Откуда-то прозвучал резкий звонок. Он вздрогнул, но тут же заметил, что люди на звонок реагируют спокойно. Красные портьеры теперь уже были раздвинуты, двери распахнуты, и люди поспешили в зал. Он вошел вслед за ними и увидел длинные ряды деревянных кресел с откидными сиденьями. Он на мгновение замер, прежде чем идти разыскивать свой ряд.
Точно такие же ряды деревянных кресел стояли в клубе милицейской школы в Стрельне. Ему иногда разрешали смотреть кинофильм вместе с курсантами школы: курсанты сидели в зале, а он — на сцене, на принесенной с собой из камеры табуретке.
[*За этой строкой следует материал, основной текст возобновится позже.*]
use chrono::{DateTime, Utc, NaiveDateTime};
use sqlx::{SqlitePool, FromRow};
use uuid::Uuid;

use crate::error::{AppError, Result};

#[derive(Debug, Clone)]
pub struct Session {
    pub id: String,
    pub user_id: Uuid,
    pub expires_at: DateTime<Utc>,
    pub created_at: DateTime<Utc>,
    pub last_used_at: DateTime<Utc>,
}

#[derive(FromRow)]
struct SessionRow {
    id: String,
    user_id: String,
    expires_at: NaiveDateTime,
    created_at: NaiveDateTime,
}

pub struct SessionStore {
    pool: SqlitePool,
}

impl SessionStore {
    pub fn new(pool: SqlitePool) -> Self {
        Self { pool }
    }

    pub async fn create(
        &self,
        user_id: Uuid,
        token: &str,
        expires_at: DateTime<Utc>,
    ) -> Result<Session> {
        let id = Uuid::new_v4().to_string();
        let now = Utc::now();

        sqlx::query(
            r#"
            INSERT INTO sessions (id, user_id, token_hash, expires_at, created_at, last_used_at)
            VALUES (?, ?, ?, ?, ?, ?)
            "#
        )
        .bind(&id)
        .bind(user_id.to_string())
        .bind(hash_token(token))
        .bind(expires_at.naive_utc())
        .bind(now.naive_utc())
        .bind(now.naive_utc())
        .execute(&self.pool)
        .await?;

        Ok(Session {
            id,
            user_id,
            expires_at,
            created_at: now,
            last_used_at: now,
        })
    }

    pub async fn find_by_token(&self, token: &str) -> Result<Option<Session>> {
        let now = Utc::now();
        let now_naive = now.naive_utc();

        let row = sqlx::query_as::<_, SessionRow>(
            r#"
            SELECT id, user_id, expires_at, created_at
            FROM sessions
            WHERE token_hash = ? AND expires_at > ?
            "#
        )
        .bind(hash_token(token))
        .bind(now_naive)
        .fetch_optional(&self.pool)
        .await?;

        let Some(row) = row else {
            return Ok(None);
        };

        sqlx::query("UPDATE sessions SET last_used_at = ? WHERE id = ?")
            .bind(now_naive)
            .bind(&row.id)
            .execute(&self.pool)
            .await?;

        Ok(Some(Session {
            id: row.id,
            user_id: Uuid::parse_str(&row.user_id)
                .map_err(|e| AppError::Database(e.to_string()))?,
            expires_at: DateTime::from_naive_utc_and_offset(row.expires_at, Utc),
            created_at: DateTime::from_naive_utc_and_offset(row.created_at, Utc),
            last_used_at: now,
        }))
    }

    pub async fn delete_by_token(&self, token: &str) -> Result<()> {
        sqlx::query("DELETE FROM sessions WHERE token_hash = ?")
            .bind(hash_token(token))
            .execute(&self.pool)
            .await?;

        Ok(())
    }

    pub async fn cleanup_expired(&self) -> Result<u64> {
        let result = sqlx::query("DELETE FROM sessions WHERE expires_at <= ?")
            .bind(Utc::now().naive_utc())
            .execute(&self.pool)
            .await?;

        Ok(result.rows_affected())
    }
}

fn hash_token(token: &str) -> String {
    use sha2::{Sha256, Digest};
    let mut hasher = Sha256::new();
    hasher.update(token.as_bytes());
    hex::encode(hasher.finalize())
}

#[cfg(test)]
mod tests {
    use super::*;

    #[test]
    fn test_token_hashing() {
        let hash1 = hash_token("test_token");
        let hash2 = hash_token("test_token");
        assert_eq!(hash1, hash2);
        assert_ne!(hash1, "test_token");
        assert_eq!(hash1.len(), 64);
    }
}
Он тихо сидел там, отделенный от всех экраном, и все фильмы смотрел с обратной стороны. Если в фильме появлялись надписи, ему трудно было читать их наоборот. Сейчас, войдя в зал, Сын Вождя сообразил, что впервые увидит фильм из зрительного зала. Не считая, разумеется, тех, что в детстве смотрел с мамой в синематографе.
Зрители проходили между рядами и занимали свои места, поглядывая в синие билеты. Ему удалось почти сразу найти свой ряд и место. Он сел, сложил руки на коленях и стал ждать.
Потух свет, зазвучала громкая музыка, и на экране появились смешные нарисованные зверушки. Это был детский фильм, и он испугался, не перепутал ли он что-нибудь. Он хотел посмотреть фильм о Вожде, а ему показывают какую-то сказку. Но он все равно теперь не посмел бы встать и уйти: справа и слева от него тесно сидели взрослые и дети, и он не представлял, как теперь можно со своего места пробраться к выходу. Он чуть не расплакался с досады.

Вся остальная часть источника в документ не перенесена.